In this new case-control study, the 42 participants with GBS were between ages 36 and 56, and were all admitted to the same hospital on the island of Tahiti and diagnosed with GBS during the Zika virus outbreak in 2013 and 2014.
Lab tests and medical histories from these participants were compared with similar data from two different control groups: One group included 98 people who were matched for age, gender and island of residence to the participants with GBS, and who were in the same hospital, but did not have a fever when they were admitted.
The second group consisted of 70 people who tested positive for the Zika virus infection and were similar in age to those with GBS, but did not develop any neurological complications.
All 42 people who developed Guillain-Barré syndrome were found to have a type of the condition known as acute motor axonal neuropathy (AMAN), and it had a rapid onset of about six days following a viral illness. The most common symptoms reported at the peak of the illness were tingling in the arms and legs, muscle weakness on both sides of the body and a paralysis of facial muscles.
The people with GBS recovered faster than is usually expected with this neurological condition, and three months after leaving the hospital more than half of them were able to walk without assistance, according to the study.

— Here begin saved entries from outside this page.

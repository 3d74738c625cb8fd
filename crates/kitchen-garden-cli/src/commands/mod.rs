pub mod clipboard;
pub mod config;
pub mod stats;
pub mod task;
pub mod timer;

use serde::Serialize;
use uuid::Uuid;

pub type CommandResult<T = ()> = Result<T, Box<dyn std::error::Error>>;

pub fn print_json<T: Serialize + ?Sized>(value: &T) -> CommandResult {
    println!("{}", serde_json::to_string_pretty(value)?);
    Ok(())
}

pub fn parse_id(raw: &str) -> Result<Uuid, Box<dyn std::error::Error>> {
    Uuid::parse_str(raw.trim()).map_err(|e| format!("invalid id '{raw}': {e}").into())
}

/// Single-threaded runtime for the `run` and `watch` loops.
pub fn runtime() -> std::io::Result<tokio::runtime::Runtime> {
    tokio::runtime::Builder::new_current_thread()
        .enable_all()
        .build()
}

None of them died.
Because the dengue virus was circulating in the region at the same time as the Zika virus epidemic, researchers also investigated whether dengue could have contributed to the occurrence of Guillain-Barré. However, when researchers compared immunological markers, such as antibody levels, in people with GBS to the two control groups, they found that the GBS did not appear to be linked with the recent dengue infection.
The study authors estimated that the rate of Guillain-Barré syndrome among the people infected with the Zika virus during the outbreak in French Polynesia to be 24 cases of GBS per 100,000 people.
In comparison with the United States, there are one to two cases of GBS per year for every 100,000 people, according to the Centers for Disease Control and Prevention.
Although the onset of Guillain-Barré syndrome is often preceded by a viral illness, its exact cause is unknown. And little is known about the potential mechanisms linking the Zika virus to GBS. [Defeating Zika: The Big Questions Researchers Are Trying to Answer]
In a comment accompanying the study, published in the same issue of The Lancet, Drs. David W. Smith and John Mackenzie, two infectious disease experts in Western Australia, concluded that the "Zika virus can be added to [the] list of viruses that can cause Guillain-Barré syndrome, and investigation of GBS cases should include tests for Zika when there is a possibility of infection by the virus."
But they also cautioned that data is still scarce and it's unclear whether the current Zika virus outbreak in Central and South America is identical to the outbreak in French Polynesia, or whether it will behave exactly the same way in a different population, and in people who have a different genetic makeup and immunity background.
Whether Zika will pose a greater threat in causing GBS than other mosquito-borne viruses also remains to be determined, the editorial said.